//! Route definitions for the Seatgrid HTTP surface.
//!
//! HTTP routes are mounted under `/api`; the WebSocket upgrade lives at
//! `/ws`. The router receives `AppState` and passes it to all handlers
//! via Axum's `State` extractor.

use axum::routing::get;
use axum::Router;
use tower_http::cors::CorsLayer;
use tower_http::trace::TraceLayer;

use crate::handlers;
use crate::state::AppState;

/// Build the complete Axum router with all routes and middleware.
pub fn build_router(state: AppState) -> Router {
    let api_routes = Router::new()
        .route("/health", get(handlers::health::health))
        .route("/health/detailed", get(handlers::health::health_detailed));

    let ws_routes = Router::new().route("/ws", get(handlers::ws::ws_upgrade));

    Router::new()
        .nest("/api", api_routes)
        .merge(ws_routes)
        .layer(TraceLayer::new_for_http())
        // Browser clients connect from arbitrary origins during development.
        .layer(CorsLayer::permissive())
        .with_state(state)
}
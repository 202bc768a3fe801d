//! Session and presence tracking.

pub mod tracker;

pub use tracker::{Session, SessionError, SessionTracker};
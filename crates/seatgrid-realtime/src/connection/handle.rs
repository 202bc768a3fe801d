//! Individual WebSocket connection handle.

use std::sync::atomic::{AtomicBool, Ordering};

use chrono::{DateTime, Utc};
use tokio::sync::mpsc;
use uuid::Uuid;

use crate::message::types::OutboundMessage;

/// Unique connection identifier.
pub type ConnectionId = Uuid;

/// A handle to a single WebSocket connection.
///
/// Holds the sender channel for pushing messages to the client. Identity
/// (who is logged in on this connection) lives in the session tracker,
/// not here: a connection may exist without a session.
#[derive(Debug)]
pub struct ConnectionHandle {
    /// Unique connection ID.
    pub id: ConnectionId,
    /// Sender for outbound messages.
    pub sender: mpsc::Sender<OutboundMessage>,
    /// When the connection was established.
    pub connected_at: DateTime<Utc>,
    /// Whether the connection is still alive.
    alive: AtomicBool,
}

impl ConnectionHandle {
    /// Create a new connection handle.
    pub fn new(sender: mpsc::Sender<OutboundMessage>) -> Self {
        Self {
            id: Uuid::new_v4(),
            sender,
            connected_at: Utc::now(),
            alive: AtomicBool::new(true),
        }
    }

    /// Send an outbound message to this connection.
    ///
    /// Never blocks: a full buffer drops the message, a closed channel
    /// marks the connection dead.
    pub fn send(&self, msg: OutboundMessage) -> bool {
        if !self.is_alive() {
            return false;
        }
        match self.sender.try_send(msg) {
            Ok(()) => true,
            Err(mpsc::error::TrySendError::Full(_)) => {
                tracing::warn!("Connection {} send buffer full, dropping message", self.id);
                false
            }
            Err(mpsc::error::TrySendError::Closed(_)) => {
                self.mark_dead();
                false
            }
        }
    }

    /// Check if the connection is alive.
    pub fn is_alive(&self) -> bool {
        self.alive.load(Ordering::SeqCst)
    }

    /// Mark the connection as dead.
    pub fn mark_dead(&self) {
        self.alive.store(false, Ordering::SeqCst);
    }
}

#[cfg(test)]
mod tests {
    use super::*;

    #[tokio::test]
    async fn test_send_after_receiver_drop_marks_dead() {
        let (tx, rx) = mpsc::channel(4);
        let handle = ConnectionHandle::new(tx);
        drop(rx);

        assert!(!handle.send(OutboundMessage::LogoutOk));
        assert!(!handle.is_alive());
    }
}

____________________

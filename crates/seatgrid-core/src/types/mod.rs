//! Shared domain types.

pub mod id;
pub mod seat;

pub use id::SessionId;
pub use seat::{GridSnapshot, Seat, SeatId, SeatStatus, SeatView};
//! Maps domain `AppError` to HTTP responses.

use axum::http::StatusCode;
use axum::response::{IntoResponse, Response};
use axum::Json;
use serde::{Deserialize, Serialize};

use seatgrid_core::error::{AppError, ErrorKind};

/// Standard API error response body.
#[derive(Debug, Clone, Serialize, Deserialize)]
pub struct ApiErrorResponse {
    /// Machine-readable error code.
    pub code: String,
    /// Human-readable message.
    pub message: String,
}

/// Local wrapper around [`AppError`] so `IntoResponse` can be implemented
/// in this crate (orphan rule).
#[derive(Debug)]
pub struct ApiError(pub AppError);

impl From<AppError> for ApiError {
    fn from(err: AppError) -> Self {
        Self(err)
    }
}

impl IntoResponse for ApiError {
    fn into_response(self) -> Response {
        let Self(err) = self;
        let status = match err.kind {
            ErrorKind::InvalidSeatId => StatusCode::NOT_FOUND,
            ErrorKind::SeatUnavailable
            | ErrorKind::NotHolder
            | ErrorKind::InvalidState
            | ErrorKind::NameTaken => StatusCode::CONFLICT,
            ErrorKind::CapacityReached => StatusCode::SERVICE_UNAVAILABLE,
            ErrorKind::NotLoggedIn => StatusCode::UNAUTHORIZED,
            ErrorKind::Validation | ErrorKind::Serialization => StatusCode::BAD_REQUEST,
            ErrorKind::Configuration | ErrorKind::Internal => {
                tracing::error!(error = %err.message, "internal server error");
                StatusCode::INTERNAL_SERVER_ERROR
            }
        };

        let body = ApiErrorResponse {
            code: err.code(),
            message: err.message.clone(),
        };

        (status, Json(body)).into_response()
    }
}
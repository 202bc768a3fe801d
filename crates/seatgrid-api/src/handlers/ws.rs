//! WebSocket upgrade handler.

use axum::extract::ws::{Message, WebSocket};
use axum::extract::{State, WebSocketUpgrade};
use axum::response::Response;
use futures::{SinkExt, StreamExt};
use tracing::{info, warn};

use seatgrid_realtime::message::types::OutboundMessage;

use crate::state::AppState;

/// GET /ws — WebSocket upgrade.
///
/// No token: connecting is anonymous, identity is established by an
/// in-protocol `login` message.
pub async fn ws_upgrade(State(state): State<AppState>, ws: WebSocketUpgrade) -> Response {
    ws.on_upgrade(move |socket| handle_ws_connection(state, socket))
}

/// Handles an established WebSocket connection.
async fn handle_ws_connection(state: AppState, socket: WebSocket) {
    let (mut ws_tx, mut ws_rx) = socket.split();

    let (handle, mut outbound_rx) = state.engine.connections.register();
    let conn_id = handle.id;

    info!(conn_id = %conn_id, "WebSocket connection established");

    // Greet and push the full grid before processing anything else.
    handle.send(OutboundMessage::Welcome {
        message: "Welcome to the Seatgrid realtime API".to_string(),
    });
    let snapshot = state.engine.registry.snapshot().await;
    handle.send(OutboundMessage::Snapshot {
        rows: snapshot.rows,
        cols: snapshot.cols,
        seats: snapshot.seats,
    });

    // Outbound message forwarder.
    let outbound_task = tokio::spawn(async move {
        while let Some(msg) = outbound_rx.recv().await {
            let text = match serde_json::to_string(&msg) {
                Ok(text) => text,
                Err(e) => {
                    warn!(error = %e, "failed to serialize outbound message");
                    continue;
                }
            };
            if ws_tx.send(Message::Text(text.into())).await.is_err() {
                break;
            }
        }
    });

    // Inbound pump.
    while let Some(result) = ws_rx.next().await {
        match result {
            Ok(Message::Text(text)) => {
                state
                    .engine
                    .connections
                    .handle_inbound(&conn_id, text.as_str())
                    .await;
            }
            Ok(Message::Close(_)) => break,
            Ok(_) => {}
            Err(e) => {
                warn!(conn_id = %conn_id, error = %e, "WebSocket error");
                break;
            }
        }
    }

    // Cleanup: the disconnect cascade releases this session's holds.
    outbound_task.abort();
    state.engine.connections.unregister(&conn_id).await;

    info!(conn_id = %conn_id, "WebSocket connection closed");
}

____________________

Work out how many lines in the records contain the word "buffer", and give that number by itself.

- _Written response_: 2